The risk in this configuration is reflexivity. If Mag 7 capex is fundamentally being supported by Mag 7 customers (other Mag 7 companies), aggregate demand visibility is weaker than it appears. A pause in any single member's spending can cascade. The Friday Nasdaq drop of 4 percent — the largest single-day move since early 2025 — reflects investor concern about exactly this kind of fragility.
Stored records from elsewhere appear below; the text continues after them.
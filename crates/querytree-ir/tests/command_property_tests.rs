use proptest::prelude::*;
use querytree_ir::{Command, CommandConfig, ConstantValue, Op, Var};
use querytree_md::{MetadataWorkspace, Property};
use std::collections::BTreeSet;
use std::sync::Arc;

fn command(pooling: bool) -> Command {
    let config = if pooling {
        CommandConfig::default()
    } else {
        CommandConfig::without_pooling()
    };
    Command::with_config(Arc::new(MetadataWorkspace::new()), config).unwrap()
}

#[derive(Debug, Clone, Copy)]
enum VarCall {
    Parameter,
    Computed,
    SetOp,
    Column,
}

fn var_call() -> impl Strategy<Value = VarCall> {
    prop_oneof![
        Just(VarCall::Parameter),
        Just(VarCall::Computed),
        Just(VarCall::SetOp),
        Just(VarCall::Column),
    ]
}

proptest! {
    #[test]
    fn node_ids_follow_call_order(values in prop::collection::vec(any::<i64>(), 1..64)) {
        let mut cmd = command(true);
        let int = cmd.integer_type();
        let ids: Vec<u32> = values
            .iter()
            .map(|&v| {
                let op = cmd.create_constant_op(ConstantValue::Integer(v), int);
                cmd.create_node(op, []).raw()
            })
            .collect();
        let expected: Vec<u32> = (0..values.len() as u32).collect();
        prop_assert_eq!(ids, expected);
    }

    #[test]
    fn var_ids_are_one_monotonic_space(calls in prop::collection::vec(var_call(), 1..48)) {
        let mut cmd = command(true);
        let int = cmd.integer_type();
        let mut ids = Vec::new();
        for (i, call) in calls.iter().enumerate() {
            let var = match call {
                VarCall::Parameter => cmd.create_parameter_var(&format!("p{i}"), int).unwrap(),
                VarCall::Computed => cmd.create_computed_var(int),
                VarCall::SetOp => cmd.create_set_op_var(int),
                VarCall::Column => {
                    let md = cmd.create_flat_table_definition(
                        vec![Property::new("a", int), Property::new("b", int)],
                        &[],
                        None,
                    );
                    let table = cmd.create_table_instance(md);
                    cmd.create_column_var(table, i % 2)
                }
            };
            ids.push(var.id());
        }
        let expected: Vec<u32> = (0..calls.len() as u32).collect();
        prop_assert_eq!(ids, expected);
    }

    #[test]
    fn enumerator_yields_the_set(
        picks in prop::collection::vec(0usize..32, 0..64),
        pooling in any::<bool>(),
    ) {
        let mut cmd = command(pooling);
        let int = cmd.integer_type();
        let vars: Vec<Var> = (0..32).map(|_| cmd.create_computed_var(int)).collect();
        let chosen: Vec<Var> = picks.iter().map(|&i| vars[i]).collect();

        let set = cmd.create_var_vec_from_vars(chosen.iter().copied());
        let enumerator = cmd.var_vec_enumerator(&set);
        let seen: Vec<Var> = enumerator.collect();

        let expected: BTreeSet<Var> = chosen.iter().copied().collect();
        prop_assert_eq!(seen.len(), expected.len());
        prop_assert_eq!(seen.into_iter().collect::<BTreeSet<_>>(), expected);
    }

    #[test]
    fn released_sets_come_back_empty(
        rounds in prop::collection::vec(prop::collection::vec(0u32..16, 1..8), 1..16),
    ) {
        let mut cmd = command(true);
        let int = cmd.integer_type();
        let vars: Vec<Var> = (0..16).map(|_| cmd.create_computed_var(int)).collect();
        for round in rounds {
            let fresh = cmd.create_var_vec();
            prop_assert!(fresh.is_empty());
            let mut set = fresh;
            set.extend(round.iter().map(|&i| vars[i as usize]));
            cmd.release_var_vec(set);
        }
    }
}

#[test]
fn enumerator_round_trips_through_pool() {
    let mut cmd = command(true);
    let int = cmd.integer_type();
    let a = cmd.create_computed_var(int);
    let b = cmd.create_computed_var(int);

    let set = cmd.create_var_vec_from_vars([b, a]);
    let enumerator = cmd.var_vec_enumerator(&set);
    assert_eq!(enumerator.len(), 2);
    cmd.release_var_vec_enumerator(enumerator);

    let empty = cmd.create_var_vec();
    let mut again = cmd.var_vec_enumerator(&empty);
    assert_eq!(again.next(), None);
    assert_eq!(cmd.pool_stats().enumerators.reuses, 1);
}

#[test]
fn replaced_child_keeps_parent_id() {
    let mut cmd = command(true);
    let int = cmd.integer_type();
    let a = cmd.create_node(Op::Null { ty: int }, []);
    let b = cmd.create_node(Op::Null { ty: int }, []);
    let c = cmd.create_node(Op::Null { ty: int }, []);
    let cast_op = cmd.create_cast_op(int);
    let cast = cmd.create_node(cast_op, [a]);

    cmd.replace_child(cast, 0, b);
    assert_eq!(cmd.children(cast), &[b]);
    cmd.node_mut(cast).children_mut()[0] = c;
    assert_eq!(cmd.node(cast).child(0), c);
    assert_eq!(cmd.node(cast).id(), cast);
}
For GOOGL specifically, the SpaceX dependency is small relative to overall infrastructure but signals that even the company best-positioned to internally scale AI compute has constraints. That signal cuts both ways: it confirms demand is exceptional (bullish for revenue narrative) but raises questions about whether internal capex efficiency is being meaningfully outpaced (bearish for margin trajectory).
What to watch next
- Google's 2026 capex revision: Watch the next earnings call for any updated capex guidance. Capex above $190B with the SpaceX deal layered on top would reset the financial profile materially.
- xAI revenue disclosure: SpaceX's S-1 filing or IPO prospectus revisions should reveal more granular detail on xAI revenue composition. The Google deal will be the largest single line item.
- Mag 7 cross-purchase patterns: If Meta, Amazon, or Microsoft announce similar compute arrangements with SpaceX or each other, the capex circle reflexivity thesis hardens.
- TPU competitive position: Google's own commentary on TPU competitiveness vs Nvidia and Broadcom-AVGO ASICs continues to shape the long-term Google AI thesis. Watch the TSM China decoupling backdrop for context on the broader semi cycle.
For GOOGL holders, the SpaceX deal is structurally positive for the AI narrative but adds a new dependency line item. The company has had an extraordinary 12-month run; sustaining that requires execution on both internal and externally-sourced capacity. The next two quarters will determine whether the deal looks like sound capital deployment or a sign of internal scaling constraints.